> [Problem statement]: Copy, from the entries below, each line in which the string "candidate" appears.

> [Dataset records]:
↓↓↓
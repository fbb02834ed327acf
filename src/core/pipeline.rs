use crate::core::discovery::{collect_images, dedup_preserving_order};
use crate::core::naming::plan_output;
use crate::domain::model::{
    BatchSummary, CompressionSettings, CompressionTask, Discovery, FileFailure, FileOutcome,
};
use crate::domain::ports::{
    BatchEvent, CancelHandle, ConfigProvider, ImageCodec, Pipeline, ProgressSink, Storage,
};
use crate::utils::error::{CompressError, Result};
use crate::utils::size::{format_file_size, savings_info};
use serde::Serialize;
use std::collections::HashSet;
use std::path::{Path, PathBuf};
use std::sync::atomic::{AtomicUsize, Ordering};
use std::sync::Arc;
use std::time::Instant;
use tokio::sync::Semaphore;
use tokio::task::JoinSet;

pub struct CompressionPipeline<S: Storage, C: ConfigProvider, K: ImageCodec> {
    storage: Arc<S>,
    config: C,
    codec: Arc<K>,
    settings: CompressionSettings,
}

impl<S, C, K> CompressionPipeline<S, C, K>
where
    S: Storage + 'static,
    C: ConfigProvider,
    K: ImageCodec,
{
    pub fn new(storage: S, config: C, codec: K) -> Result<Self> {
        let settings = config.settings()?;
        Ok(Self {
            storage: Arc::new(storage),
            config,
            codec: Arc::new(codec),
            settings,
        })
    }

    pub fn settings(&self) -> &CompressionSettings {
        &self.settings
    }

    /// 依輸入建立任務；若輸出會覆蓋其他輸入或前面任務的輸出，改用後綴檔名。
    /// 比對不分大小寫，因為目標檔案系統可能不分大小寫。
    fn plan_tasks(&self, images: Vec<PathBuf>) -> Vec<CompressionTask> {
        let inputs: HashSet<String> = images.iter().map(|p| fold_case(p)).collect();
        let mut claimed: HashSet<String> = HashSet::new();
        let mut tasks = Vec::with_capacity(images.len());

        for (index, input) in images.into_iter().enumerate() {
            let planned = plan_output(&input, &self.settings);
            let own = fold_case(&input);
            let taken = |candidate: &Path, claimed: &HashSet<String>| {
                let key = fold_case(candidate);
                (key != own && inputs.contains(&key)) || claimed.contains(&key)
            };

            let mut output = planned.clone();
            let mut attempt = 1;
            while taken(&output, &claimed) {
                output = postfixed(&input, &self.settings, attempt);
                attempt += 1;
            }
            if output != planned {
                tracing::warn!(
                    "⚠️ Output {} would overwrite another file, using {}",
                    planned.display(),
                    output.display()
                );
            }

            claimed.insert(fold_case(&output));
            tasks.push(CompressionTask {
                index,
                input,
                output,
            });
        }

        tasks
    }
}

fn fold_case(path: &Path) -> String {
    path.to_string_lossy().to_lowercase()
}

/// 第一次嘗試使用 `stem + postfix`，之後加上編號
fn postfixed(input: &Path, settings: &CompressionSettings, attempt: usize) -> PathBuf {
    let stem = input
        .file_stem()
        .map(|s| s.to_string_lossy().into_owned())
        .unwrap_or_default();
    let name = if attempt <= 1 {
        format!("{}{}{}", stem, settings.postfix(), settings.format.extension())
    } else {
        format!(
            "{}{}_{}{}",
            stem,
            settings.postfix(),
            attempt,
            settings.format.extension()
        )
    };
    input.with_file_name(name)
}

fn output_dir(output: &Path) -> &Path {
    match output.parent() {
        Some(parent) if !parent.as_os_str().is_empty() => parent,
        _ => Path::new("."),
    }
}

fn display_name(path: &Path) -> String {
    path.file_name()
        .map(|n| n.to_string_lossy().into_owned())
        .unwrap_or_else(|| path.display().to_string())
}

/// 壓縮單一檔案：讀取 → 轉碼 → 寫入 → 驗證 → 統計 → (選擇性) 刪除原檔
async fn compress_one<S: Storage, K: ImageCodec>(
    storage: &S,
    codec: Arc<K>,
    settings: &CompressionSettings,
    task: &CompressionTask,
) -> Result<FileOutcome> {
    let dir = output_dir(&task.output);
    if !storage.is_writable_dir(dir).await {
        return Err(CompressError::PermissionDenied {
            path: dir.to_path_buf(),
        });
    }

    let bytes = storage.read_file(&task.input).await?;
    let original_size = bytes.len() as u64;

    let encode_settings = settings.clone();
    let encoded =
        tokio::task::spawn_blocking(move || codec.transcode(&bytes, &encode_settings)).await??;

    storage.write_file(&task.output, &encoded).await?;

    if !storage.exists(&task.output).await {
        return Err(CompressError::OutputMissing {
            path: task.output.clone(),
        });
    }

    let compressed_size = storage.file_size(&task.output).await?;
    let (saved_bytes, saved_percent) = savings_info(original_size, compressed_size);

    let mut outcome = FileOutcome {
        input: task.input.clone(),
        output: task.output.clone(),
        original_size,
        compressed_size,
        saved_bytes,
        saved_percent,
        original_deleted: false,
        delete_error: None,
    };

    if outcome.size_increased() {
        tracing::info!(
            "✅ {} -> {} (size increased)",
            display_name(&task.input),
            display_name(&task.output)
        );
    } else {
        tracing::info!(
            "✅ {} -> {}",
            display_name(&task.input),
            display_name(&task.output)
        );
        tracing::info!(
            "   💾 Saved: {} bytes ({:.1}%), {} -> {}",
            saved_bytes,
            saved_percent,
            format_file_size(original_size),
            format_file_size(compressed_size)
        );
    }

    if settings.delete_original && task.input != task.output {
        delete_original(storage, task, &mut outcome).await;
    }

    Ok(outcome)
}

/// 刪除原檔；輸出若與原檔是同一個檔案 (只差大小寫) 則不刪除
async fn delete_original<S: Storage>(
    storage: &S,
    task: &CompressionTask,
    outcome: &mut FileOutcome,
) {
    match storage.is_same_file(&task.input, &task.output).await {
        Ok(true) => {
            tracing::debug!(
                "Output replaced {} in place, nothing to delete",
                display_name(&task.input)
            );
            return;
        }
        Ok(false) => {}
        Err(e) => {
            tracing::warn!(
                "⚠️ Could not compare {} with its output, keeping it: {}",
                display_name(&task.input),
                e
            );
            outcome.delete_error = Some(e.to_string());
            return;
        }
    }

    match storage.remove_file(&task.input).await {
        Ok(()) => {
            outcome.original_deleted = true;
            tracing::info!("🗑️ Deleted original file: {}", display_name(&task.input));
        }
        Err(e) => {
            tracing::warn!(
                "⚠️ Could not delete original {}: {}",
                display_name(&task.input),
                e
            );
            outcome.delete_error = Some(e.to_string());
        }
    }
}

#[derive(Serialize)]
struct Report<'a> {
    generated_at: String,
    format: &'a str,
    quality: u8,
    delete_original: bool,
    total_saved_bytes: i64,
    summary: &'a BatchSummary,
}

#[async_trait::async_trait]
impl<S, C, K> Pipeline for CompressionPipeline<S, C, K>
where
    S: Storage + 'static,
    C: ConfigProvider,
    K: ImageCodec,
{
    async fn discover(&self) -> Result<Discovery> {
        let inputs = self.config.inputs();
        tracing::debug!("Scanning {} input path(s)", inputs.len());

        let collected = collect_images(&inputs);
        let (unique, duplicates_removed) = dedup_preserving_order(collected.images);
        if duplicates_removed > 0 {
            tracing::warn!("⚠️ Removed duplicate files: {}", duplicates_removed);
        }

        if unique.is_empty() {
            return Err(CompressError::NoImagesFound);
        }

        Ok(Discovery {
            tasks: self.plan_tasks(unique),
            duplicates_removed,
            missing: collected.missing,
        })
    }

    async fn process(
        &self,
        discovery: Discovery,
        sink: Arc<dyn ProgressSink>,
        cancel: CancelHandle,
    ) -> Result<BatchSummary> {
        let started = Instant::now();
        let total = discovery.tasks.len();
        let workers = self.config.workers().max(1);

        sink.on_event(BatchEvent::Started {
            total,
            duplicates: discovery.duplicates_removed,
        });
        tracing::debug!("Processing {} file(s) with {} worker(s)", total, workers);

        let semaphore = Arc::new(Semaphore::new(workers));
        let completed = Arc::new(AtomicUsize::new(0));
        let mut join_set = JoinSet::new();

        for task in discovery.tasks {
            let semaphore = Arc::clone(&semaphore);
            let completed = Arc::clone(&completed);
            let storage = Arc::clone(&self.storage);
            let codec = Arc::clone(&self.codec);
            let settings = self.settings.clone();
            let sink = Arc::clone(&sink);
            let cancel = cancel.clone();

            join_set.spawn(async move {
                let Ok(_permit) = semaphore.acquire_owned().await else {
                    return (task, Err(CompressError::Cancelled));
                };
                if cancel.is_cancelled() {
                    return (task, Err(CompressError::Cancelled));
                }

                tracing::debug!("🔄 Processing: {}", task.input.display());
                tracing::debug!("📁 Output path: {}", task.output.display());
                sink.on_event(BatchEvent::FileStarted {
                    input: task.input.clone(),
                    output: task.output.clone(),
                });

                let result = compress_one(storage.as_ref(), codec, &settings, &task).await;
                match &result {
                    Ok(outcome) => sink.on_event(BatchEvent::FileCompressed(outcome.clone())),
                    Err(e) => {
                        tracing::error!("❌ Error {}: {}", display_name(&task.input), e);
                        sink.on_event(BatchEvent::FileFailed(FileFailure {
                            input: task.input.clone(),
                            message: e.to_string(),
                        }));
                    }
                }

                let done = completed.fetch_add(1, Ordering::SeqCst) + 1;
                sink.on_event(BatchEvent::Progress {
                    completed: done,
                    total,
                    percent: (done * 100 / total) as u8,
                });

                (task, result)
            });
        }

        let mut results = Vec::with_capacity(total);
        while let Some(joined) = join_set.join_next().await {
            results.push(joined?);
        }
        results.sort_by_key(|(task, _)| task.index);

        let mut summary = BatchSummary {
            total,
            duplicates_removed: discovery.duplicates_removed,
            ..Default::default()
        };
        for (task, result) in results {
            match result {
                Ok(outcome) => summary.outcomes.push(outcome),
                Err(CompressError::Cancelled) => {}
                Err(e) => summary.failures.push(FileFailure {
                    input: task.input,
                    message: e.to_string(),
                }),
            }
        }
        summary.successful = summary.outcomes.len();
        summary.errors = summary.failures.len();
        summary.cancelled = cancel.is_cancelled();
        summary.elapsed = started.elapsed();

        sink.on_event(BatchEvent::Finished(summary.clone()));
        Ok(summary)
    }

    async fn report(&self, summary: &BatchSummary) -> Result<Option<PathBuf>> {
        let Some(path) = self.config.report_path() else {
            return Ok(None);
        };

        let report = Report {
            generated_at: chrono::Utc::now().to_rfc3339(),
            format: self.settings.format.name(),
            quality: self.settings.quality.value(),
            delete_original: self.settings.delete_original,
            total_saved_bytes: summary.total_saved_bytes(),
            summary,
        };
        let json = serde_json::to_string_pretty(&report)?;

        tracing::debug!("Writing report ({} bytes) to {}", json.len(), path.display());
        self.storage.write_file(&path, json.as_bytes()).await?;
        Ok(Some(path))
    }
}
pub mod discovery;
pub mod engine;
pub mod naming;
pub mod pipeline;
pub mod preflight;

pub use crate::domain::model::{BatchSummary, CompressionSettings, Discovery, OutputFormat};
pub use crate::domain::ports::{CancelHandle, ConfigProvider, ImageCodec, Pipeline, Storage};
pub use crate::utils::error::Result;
↑↑↑
↓↓↓
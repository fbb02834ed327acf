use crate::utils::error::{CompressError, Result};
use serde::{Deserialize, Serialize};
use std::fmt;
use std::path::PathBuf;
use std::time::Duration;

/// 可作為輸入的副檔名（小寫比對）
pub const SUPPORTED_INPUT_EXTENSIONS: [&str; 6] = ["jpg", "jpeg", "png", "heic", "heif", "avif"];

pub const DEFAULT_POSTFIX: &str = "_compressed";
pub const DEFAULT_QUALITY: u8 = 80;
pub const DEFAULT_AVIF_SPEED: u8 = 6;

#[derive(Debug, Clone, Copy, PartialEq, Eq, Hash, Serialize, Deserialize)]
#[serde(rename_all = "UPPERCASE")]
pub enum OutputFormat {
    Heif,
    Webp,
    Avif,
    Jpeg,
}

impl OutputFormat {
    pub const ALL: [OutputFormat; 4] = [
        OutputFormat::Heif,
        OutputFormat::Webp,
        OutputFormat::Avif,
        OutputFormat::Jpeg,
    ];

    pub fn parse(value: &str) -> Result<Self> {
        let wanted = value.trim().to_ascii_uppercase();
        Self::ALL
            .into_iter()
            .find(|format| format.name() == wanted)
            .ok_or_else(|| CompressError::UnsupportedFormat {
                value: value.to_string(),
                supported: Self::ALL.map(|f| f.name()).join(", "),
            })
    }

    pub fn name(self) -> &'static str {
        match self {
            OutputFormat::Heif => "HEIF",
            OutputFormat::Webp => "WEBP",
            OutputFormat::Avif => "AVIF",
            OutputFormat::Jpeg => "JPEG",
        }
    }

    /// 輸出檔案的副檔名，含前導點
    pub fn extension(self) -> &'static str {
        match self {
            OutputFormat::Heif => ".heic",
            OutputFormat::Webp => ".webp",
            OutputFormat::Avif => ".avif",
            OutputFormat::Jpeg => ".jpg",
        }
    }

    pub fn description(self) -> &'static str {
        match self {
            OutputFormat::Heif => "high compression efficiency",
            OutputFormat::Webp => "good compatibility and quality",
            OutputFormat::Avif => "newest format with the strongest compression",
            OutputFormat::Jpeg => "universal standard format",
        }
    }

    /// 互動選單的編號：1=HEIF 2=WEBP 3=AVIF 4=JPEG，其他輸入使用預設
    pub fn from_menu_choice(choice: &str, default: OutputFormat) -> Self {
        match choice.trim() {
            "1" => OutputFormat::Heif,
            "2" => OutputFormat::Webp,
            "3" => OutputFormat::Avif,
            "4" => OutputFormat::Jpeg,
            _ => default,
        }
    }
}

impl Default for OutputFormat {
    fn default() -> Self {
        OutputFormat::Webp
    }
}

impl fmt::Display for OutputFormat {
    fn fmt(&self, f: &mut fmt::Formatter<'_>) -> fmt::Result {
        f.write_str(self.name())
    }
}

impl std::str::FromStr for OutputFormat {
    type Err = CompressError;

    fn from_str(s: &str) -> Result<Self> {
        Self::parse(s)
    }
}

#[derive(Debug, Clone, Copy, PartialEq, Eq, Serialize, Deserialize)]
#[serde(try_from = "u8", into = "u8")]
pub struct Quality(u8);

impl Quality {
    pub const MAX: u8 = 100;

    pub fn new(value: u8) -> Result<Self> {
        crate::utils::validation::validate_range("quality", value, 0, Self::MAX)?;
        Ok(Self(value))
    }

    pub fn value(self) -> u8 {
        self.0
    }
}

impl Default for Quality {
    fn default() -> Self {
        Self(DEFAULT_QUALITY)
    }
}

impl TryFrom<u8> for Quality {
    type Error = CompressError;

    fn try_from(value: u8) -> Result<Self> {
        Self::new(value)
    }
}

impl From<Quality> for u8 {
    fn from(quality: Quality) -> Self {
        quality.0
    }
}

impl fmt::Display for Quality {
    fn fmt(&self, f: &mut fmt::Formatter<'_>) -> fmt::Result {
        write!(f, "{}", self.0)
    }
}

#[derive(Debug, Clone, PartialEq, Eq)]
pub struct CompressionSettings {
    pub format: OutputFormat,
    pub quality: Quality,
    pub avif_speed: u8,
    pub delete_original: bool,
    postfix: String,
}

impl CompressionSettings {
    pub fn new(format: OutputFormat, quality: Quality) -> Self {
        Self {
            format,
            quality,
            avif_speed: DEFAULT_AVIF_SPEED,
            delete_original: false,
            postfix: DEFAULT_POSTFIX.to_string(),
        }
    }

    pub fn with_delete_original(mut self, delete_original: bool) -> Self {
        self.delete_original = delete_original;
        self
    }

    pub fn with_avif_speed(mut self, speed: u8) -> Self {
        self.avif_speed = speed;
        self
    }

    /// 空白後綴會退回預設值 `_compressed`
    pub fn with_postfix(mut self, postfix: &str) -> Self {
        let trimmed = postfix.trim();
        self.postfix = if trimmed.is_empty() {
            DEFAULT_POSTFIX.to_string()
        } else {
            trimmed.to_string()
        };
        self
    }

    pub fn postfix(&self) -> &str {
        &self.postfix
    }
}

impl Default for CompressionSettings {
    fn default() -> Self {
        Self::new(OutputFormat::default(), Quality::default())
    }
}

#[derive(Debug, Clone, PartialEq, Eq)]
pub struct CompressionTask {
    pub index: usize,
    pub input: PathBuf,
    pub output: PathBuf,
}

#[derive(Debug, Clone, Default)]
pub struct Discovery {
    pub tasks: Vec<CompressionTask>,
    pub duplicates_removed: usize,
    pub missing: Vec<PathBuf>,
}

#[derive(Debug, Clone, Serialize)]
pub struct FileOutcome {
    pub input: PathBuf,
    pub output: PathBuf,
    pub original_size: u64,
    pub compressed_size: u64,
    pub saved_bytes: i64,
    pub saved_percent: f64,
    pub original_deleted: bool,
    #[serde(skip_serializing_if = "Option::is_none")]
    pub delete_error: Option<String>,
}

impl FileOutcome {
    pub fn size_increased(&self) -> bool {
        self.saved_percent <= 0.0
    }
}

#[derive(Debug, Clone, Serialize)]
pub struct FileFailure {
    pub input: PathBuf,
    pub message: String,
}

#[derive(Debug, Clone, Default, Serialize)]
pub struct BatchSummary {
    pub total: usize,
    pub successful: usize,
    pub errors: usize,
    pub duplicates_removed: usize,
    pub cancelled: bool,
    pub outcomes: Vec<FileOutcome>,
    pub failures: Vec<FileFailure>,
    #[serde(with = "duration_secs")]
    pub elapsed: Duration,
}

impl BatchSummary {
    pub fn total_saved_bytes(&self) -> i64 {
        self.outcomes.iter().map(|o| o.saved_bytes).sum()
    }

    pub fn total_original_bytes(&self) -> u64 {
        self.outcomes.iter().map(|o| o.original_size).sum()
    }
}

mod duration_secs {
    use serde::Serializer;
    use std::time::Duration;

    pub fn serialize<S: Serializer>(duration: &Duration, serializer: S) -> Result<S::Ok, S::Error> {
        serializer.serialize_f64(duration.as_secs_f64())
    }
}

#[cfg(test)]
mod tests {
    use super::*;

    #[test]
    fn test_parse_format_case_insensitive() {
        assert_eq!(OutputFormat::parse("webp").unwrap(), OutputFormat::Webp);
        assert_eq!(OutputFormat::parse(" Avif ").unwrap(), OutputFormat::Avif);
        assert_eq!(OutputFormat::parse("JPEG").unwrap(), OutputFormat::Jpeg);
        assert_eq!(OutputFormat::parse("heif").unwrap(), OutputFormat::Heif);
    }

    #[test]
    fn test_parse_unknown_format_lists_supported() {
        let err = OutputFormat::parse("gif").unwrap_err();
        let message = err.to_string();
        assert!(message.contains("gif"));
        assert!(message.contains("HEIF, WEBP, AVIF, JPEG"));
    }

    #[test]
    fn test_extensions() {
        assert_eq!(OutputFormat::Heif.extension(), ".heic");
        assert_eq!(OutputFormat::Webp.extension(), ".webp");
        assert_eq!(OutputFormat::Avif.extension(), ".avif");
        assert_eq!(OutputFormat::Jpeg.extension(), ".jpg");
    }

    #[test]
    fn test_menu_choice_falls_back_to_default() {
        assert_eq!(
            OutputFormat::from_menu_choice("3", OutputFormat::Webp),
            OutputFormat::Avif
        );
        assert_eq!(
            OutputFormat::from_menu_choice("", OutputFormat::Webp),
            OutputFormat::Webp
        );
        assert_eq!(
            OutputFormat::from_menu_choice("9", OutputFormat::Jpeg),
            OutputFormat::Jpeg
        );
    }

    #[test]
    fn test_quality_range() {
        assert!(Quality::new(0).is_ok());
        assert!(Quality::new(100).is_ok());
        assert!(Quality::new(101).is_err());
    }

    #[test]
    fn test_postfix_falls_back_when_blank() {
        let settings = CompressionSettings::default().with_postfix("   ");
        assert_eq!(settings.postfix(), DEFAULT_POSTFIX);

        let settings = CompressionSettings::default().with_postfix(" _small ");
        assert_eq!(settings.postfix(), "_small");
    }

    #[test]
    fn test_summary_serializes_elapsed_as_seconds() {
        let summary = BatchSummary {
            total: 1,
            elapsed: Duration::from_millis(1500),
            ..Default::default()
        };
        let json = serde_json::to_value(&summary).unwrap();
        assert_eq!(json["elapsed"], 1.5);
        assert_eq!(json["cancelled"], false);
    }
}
↑↑↑
> [Answer space]:
            let taken = |candidate: &Path, claimed: &HashSet<String>| {
                let key = fold_case(candidate);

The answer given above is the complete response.